## Assignment
Copy each line that contains the string "CancellationToken", taking them from the material.

[Data under study — start]

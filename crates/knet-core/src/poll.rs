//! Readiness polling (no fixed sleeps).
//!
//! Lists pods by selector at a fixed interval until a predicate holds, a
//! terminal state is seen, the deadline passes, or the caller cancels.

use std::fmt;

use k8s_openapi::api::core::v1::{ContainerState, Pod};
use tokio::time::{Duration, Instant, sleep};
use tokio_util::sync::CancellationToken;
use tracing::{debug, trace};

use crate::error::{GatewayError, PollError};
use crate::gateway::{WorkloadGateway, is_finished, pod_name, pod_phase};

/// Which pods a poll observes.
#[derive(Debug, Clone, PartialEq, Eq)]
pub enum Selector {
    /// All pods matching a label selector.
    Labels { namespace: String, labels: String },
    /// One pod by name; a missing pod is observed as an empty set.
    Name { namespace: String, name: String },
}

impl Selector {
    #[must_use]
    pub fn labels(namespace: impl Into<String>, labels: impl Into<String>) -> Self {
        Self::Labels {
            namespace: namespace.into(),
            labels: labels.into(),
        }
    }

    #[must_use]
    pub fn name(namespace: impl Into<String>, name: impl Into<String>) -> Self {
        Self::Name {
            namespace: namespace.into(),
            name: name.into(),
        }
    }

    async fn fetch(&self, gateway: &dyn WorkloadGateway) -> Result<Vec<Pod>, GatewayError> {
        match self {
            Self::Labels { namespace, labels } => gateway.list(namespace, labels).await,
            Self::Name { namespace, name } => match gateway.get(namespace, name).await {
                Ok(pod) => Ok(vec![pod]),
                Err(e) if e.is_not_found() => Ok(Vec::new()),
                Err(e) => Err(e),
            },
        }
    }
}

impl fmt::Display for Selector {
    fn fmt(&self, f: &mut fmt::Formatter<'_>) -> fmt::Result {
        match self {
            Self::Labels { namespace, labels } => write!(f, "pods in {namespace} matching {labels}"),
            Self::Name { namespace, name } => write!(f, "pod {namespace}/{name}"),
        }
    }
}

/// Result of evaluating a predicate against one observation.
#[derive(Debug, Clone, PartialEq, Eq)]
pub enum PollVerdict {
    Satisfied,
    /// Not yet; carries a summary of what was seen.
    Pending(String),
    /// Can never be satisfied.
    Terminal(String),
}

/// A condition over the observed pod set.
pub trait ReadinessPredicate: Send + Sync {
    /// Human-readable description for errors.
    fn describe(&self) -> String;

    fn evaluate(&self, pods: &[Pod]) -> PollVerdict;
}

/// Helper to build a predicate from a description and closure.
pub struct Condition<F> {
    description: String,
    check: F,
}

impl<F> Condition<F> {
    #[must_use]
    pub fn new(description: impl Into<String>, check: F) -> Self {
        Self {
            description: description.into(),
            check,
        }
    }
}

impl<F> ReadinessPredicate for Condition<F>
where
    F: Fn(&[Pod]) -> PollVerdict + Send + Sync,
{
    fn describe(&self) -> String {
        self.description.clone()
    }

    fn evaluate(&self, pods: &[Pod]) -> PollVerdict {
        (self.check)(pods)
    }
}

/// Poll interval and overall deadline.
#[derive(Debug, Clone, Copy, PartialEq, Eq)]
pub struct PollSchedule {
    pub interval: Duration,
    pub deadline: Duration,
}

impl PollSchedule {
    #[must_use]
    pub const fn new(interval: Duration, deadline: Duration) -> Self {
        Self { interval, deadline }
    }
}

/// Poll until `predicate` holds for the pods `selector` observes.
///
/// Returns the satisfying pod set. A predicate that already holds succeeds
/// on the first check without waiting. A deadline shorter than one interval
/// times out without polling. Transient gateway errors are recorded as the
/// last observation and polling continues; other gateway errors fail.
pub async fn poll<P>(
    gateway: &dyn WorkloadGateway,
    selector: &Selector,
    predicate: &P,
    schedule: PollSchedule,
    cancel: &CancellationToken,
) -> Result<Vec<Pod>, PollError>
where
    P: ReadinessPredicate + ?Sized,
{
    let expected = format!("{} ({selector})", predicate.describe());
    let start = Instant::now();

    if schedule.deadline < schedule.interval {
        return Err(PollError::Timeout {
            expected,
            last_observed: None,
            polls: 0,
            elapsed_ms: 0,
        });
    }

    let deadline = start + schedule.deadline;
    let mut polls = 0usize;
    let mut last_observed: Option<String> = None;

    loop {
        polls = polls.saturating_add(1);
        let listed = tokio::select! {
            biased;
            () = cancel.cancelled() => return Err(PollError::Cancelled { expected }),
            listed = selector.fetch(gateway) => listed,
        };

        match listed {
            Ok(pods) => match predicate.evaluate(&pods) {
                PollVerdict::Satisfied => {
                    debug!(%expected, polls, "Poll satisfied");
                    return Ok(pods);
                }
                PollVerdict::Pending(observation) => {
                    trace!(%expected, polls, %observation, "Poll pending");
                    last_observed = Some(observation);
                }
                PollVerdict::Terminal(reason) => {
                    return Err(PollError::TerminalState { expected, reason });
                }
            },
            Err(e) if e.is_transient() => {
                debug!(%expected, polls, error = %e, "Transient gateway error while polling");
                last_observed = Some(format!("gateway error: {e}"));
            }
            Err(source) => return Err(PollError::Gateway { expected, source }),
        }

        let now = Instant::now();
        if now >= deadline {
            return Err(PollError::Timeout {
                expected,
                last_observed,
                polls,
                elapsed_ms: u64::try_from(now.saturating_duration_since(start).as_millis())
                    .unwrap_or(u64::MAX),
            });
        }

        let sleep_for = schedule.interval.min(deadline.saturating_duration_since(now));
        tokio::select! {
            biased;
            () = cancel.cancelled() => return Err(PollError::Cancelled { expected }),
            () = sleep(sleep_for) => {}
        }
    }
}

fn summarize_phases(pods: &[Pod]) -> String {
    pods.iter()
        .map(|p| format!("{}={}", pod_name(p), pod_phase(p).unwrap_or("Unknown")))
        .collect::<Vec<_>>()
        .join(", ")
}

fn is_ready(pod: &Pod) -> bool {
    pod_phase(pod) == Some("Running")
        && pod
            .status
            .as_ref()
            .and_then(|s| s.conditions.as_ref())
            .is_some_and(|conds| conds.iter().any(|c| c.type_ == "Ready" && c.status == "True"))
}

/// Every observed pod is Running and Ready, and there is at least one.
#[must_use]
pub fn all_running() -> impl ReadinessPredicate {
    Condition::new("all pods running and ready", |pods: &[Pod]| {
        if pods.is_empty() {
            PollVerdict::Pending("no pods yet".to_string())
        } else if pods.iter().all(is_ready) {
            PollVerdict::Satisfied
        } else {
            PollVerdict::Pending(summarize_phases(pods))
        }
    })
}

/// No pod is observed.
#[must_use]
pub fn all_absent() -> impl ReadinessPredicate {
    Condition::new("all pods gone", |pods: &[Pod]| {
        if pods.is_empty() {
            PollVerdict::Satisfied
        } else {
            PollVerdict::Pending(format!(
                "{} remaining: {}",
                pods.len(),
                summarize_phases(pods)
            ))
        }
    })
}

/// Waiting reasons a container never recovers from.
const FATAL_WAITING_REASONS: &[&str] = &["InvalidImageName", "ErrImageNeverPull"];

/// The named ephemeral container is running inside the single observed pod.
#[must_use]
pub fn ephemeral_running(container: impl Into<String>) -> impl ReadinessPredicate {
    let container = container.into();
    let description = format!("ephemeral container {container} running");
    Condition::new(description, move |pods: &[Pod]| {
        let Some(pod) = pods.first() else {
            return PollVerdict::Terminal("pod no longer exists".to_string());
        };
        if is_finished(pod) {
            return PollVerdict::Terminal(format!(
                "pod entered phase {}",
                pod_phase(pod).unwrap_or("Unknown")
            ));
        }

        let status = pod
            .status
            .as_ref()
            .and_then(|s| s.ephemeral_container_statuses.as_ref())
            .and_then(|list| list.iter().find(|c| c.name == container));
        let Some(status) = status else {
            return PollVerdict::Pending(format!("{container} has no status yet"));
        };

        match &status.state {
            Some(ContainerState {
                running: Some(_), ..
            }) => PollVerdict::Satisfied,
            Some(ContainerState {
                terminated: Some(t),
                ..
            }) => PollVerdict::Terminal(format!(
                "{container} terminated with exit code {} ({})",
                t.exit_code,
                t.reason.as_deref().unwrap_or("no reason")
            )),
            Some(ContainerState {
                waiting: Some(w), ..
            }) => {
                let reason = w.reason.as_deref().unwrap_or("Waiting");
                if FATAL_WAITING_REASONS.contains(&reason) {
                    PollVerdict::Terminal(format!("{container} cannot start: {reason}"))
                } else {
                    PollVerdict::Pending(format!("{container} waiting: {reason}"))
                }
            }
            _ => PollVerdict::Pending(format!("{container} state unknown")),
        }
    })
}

[Data under study — finish]

## Exercise response
use tokio_util::sync::CancellationToken;
    cancel: &CancellationToken,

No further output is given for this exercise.